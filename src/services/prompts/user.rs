//! User Prompt Store
//!
//! Persists the user-custom writer/reviewer prompts as a single JSON file.
//! Writes go to a sibling temp file followed by an atomic rename, so a read
//! never observes a half-written record.

use std::path::PathBuf;
use std::sync::Mutex;

use tracing::{debug, warn};

use crate::models::prompt::{PromptRole, UserPromptRecord, UserPromptStats};
use crate::utils::error::{AppError, AppResult};

/// Process-wide store for the user prompt record
pub struct UserPromptStore {
    path: PathBuf,
    write_lock: Mutex<()>,
}

impl UserPromptStore {
    pub fn new(path: PathBuf) -> Self {
        Self {
            path,
            write_lock: Mutex::new(()),
        }
    }

    /// Load the record, falling back to defaults on a missing or corrupt file.
    pub fn load(&self) -> UserPromptRecord {
        match std::fs::read_to_string(&self.path) {
            Ok(raw) => match serde_json::from_str::<UserPromptRecord>(&raw) {
                Ok(record) => record,
                Err(e) => {
                    warn!(path = %self.path.display(), error = %e, "用户提示词数据解析失败，使用默认值");
                    UserPromptRecord::default()
                }
            },
            Err(_) => UserPromptRecord::default(),
        }
    }

    /// Non-empty, non-whitespace custom prompt for a role, if set.
    pub fn get(&self, role: PromptRole) -> Option<String> {
        let record = self.load();
        let prompt = record.get(role);
        if prompt.trim().is_empty() {
            None
        } else {
            Some(prompt.to_string())
        }
    }

    /// Set one role's custom prompt and persist atomically.
    pub fn set(&self, role: PromptRole, content: &str) -> AppResult<()> {
        let _guard = self
            .write_lock
            .lock()
            .map_err(|_| AppError::internal("user prompt store lock poisoned"))?;

        let mut record = self.load();
        record.set(role, content.trim().to_string());
        self.persist(&record)?;
        debug!(role = %role, chars = content.len(), "用户提示词已保存");
        Ok(())
    }

    /// Set both roles in one atomic write. `None` leaves a slot unchanged.
    pub fn set_all(&self, writer: Option<&str>, reviewer: Option<&str>) -> AppResult<()> {
        let _guard = self
            .write_lock
            .lock()
            .map_err(|_| AppError::internal("user prompt store lock poisoned"))?;

        let mut record = self.load();
        if let Some(writer) = writer {
            record.set(PromptRole::Writer, writer.trim().to_string());
        }
        if let Some(reviewer) = reviewer {
            record.set(PromptRole::Reviewer, reviewer.trim().to_string());
        }
        self.persist(&record)
    }

    fn persist(&self, record: &UserPromptRecord) -> AppResult<()> {
        if let Some(parent) = self.path.parent() {
            std::fs::create_dir_all(parent)?;
        }
        let tmp = self.path.with_extension("tmp");
        let json = serde_json::to_string_pretty(record)?;
        std::fs::write(&tmp, json)?;
        std::fs::rename(&tmp, &self.path)?;
        Ok(())
    }

    /// Statistics surfaced by the prompts endpoint.
    pub fn stats(&self) -> UserPromptStats {
        let record = self.load();
        UserPromptStats {
            has_writer_prompt: !record.prompts.writer.trim().is_empty(),
            has_reviewer_prompt: !record.prompts.reviewer.trim().is_empty(),
            writer_prompt_length: record.prompts.writer.chars().count(),
            reviewer_prompt_length: record.prompts.reviewer.chars().count(),
            last_updated: record.updated_at.clone(),
            created_at: record.created_at,
        }
    }
}

#[cfg(test)]
mod tests {
    use super::*;

    fn store() -> (tempfile::TempDir, UserPromptStore) {
        let dir = tempfile::tempdir().unwrap();
        let store = UserPromptStore::new(dir.path().join("data/user_prompts.json"));
        (dir, store)
    }

    #[test]
    fn test_missing_file_yields_defaults() {
        let (_dir, store) = store();
        assert!(store.get(PromptRole::Writer).is_none());
        assert!(store.get(PromptRole::Reviewer).is_none());
    }

    #[test]
    fn test_write_then_read_round_trip() {
        let (_dir, store) = store();
        store.set(PromptRole::Writer, "请按以下要求撰写专利草案").unwrap();

        assert_eq!(
            store.get(PromptRole::Writer).as_deref(),
            Some("请按以下要求撰写专利草案")
        );
        assert!(store.get(PromptRole::Reviewer).is_none());

        let stats = store.stats();
        assert!(stats.has_writer_prompt);
        assert!(!stats.has_reviewer_prompt);
    }

    #[test]
    fn test_whitespace_prompt_reads_as_unset() {
        let (_dir, store) = store();
        store.set(PromptRole::Reviewer, "   \n  ").unwrap();
        assert!(store.get(PromptRole::Reviewer).is_none());
    }

    #[test]
    fn test_set_all_updates_both_slots() {
        let (_dir, store) = store();
        store.set_all(Some("撰写提示"), Some("评审提示")).unwrap();
        assert_eq!(store.get(PromptRole::Writer).as_deref(), Some("撰写提示"));
        assert_eq!(store.get(PromptRole::Reviewer).as_deref(), Some("评审提示"));

        store.set_all(None, Some("新的评审提示")).unwrap();
        assert_eq!(store.get(PromptRole::Writer).as_deref(), Some("撰写提示"));
        assert_eq!(
            store.get(PromptRole::Reviewer).as_deref(),
            Some("新的评审提示")
        );
    }

    #[test]
    fn test_corrupt_file_recovers_to_defaults() {
        let (dir, store) = store();
        std::fs::create_dir_all(dir.path().join("data")).unwrap();
        std::fs::write(dir.path().join("data/user_prompts.json"), "{not json").unwrap();
        assert!(store.get(PromptRole::Writer).is_none());

        // And the store can still write over it.
        store.set(PromptRole::Writer, "恢复后的提示词").unwrap();
        assert!(store.get(PromptRole::Writer).is_some());
    }

    #[test]
    fn test_no_temp_file_left_behind() {
        let (dir, store) = store();
        store.set(PromptRole::Writer, "提示词内容").unwrap();
        assert!(!dir.path().join("data/user_prompts.tmp").exists());
    }
}
//! Document Template Registry
//!
//! Lists the DOCX patent templates a run can be labeled with and resolves
//! template ids to display names for the prompt footer. Content insertion
//! into the binary document is delegated to the external document renderer,
//! so descriptors carry counts of zero unless a future analyzer fills them.

use std::path::PathBuf;
use std::sync::RwLock;

use tracing::info;

use crate::models::template::{TemplateDescriptor, TemplateStats};

/// Read-mostly registry of document templates, replaced wholesale on reload
pub struct TemplateRegistry {
    dir: PathBuf,
    templates: RwLock<Vec<TemplateDescriptor>>,
}

impl TemplateRegistry {
    /// Scan the templates directory; an empty or missing directory yields the
    /// built-in default descriptor.
    pub fn new(dir: PathBuf) -> Self {
        let registry = Self {
            dir,
            templates: RwLock::new(Vec::new()),
        };
        registry.reload();
        registry
    }

    /// Rebuild the descriptor list from disk and swap it in.
    pub fn reload(&self) {
        let mut found = self.scan();
        if found.is_empty() {
            found.push(TemplateDescriptor::builtin_default());
        } else if !found.iter().any(|t| t.is_default) {
            found[0].is_default = true;
        }
        let count = found.len();
        *self.templates.write().expect("template registry lock") = found;
        info!(templates = count, dir = %self.dir.display(), "文档模板扫描完成");
    }

    fn scan(&self) -> Vec<TemplateDescriptor> {
        let Ok(entries) = std::fs::read_dir(&self.dir) else {
            return Vec::new();
        };

        let mut found: Vec<TemplateDescriptor> = entries
            .filter_map(|e| e.ok())
            .map(|e| e.path())
            .filter(|p| {
                p.extension()
                    .and_then(|e| e.to_str())
                    .map(|e| e.eq_ignore_ascii_case("docx"))
                    .unwrap_or(false)
            })
            .filter_map(|path| {
                let stem = path.file_stem()?.to_str()?.to_string();
                let id: String = stem
                    .chars()
                    .map(|c| {
                        if c.is_ascii_alphanumeric() || c == '-' || c == '_' {
                            c
                        } else {
                            '_'
                        }
                    })
                    .collect();
                Some(TemplateDescriptor {
                    id: id.clone(),
                    name: stem,
                    description: String::new(),
                    is_default: id == "default",
                    is_valid: true,
                    placeholder_count: 0,
                    section_count: 0,
                })
            })
            .collect();

        found.sort_by(|a, b| a.id.cmp(&b.id));
        found
    }

    pub fn list(&self) -> Vec<TemplateDescriptor> {
        self.templates
            .read()
            .expect("template registry lock")
            .clone()
    }

    pub fn get(&self, id: &str) -> Option<TemplateDescriptor> {
        self.templates
            .read()
            .expect("template registry lock")
            .iter()
            .find(|t| t.id == id)
            .cloned()
    }

    pub fn default_template_id(&self) -> String {
        let templates = self.templates.read().expect("template registry lock");
        templates
            .iter()
            .find(|t| t.is_default)
            .or_else(|| templates.first())
            .map(|t| t.id.clone())
            .unwrap_or_else(|| "default".to_string())
    }

    pub fn stats(&self) -> TemplateStats {
        let templates = self.templates.read().expect("template registry lock");
        let valid = templates.iter().filter(|t| t.is_valid).count();
        TemplateStats {
            total_templates: templates.len(),
            valid_templates: valid,
            invalid_templates: templates.len() - valid,
        }
    }
}

#[cfg(test)]
mod tests {
    use super::*;

    #[test]
    fn test_empty_dir_serves_builtin_default() {
        let dir = tempfile::tempdir().unwrap();
        let registry = TemplateRegistry::new(dir.path().to_path_buf());

        let templates = registry.list();
        assert_eq!(templates.len(), 1);
        assert_eq!(templates[0].id, "default");
        assert!(templates[0].is_default);
        assert_eq!(registry.default_template_id(), "default");
    }

    #[test]
    fn test_scan_finds_docx_files() {
        let dir = tempfile::tempdir().unwrap();
        std::fs::write(dir.path().join("标准模板.docx"), b"pk").unwrap();
        std::fs::write(dir.path().join("simple.docx"), b"pk").unwrap();
        std::fs::write(dir.path().join("notes.txt"), b"x").unwrap();

        let registry = TemplateRegistry::new(dir.path().to_path_buf());
        let templates = registry.list();
        assert_eq!(templates.len(), 2);
        assert!(templates.iter().any(|t| t.name == "simple"));
        assert!(templates.iter().any(|t| t.name == "标准模板"));
        // Some descriptor must be the default even without a "default" id.
        assert!(templates.iter().any(|t| t.is_default));
    }

    #[test]
    fn test_lookup_by_id() {
        let dir = tempfile::tempdir().unwrap();
        std::fs::write(dir.path().join("default.docx"), b"pk").unwrap();

        let registry = TemplateRegistry::new(dir.path().to_path_buf());
        assert!(registry.get("default").is_some());
        assert!(registry.get("missing").is_none());
    }

    #[test]
    fn test_reload_swaps_listing() {
        let dir = tempfile::tempdir().unwrap();
        let registry = TemplateRegistry::new(dir.path().to_path_buf());
        assert_eq!(registry.list().len(), 1);

        std::fs::write(dir.path().join("a.docx"), b"pk").unwrap();
        std::fs::write(dir.path().join("b.docx"), b"pk").unwrap();
        registry.reload();
        assert_eq!(registry.list().len(), 2);
    }
}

+ + + +

*Problem statement*
The string "TemplateStats" marks the lines to copy; report each of them from the data above.

*Written answer*
use crate::models::template::{TemplateDescriptor, TemplateStats};
    pub fn stats(&self) -> TemplateStats {
        TemplateStats {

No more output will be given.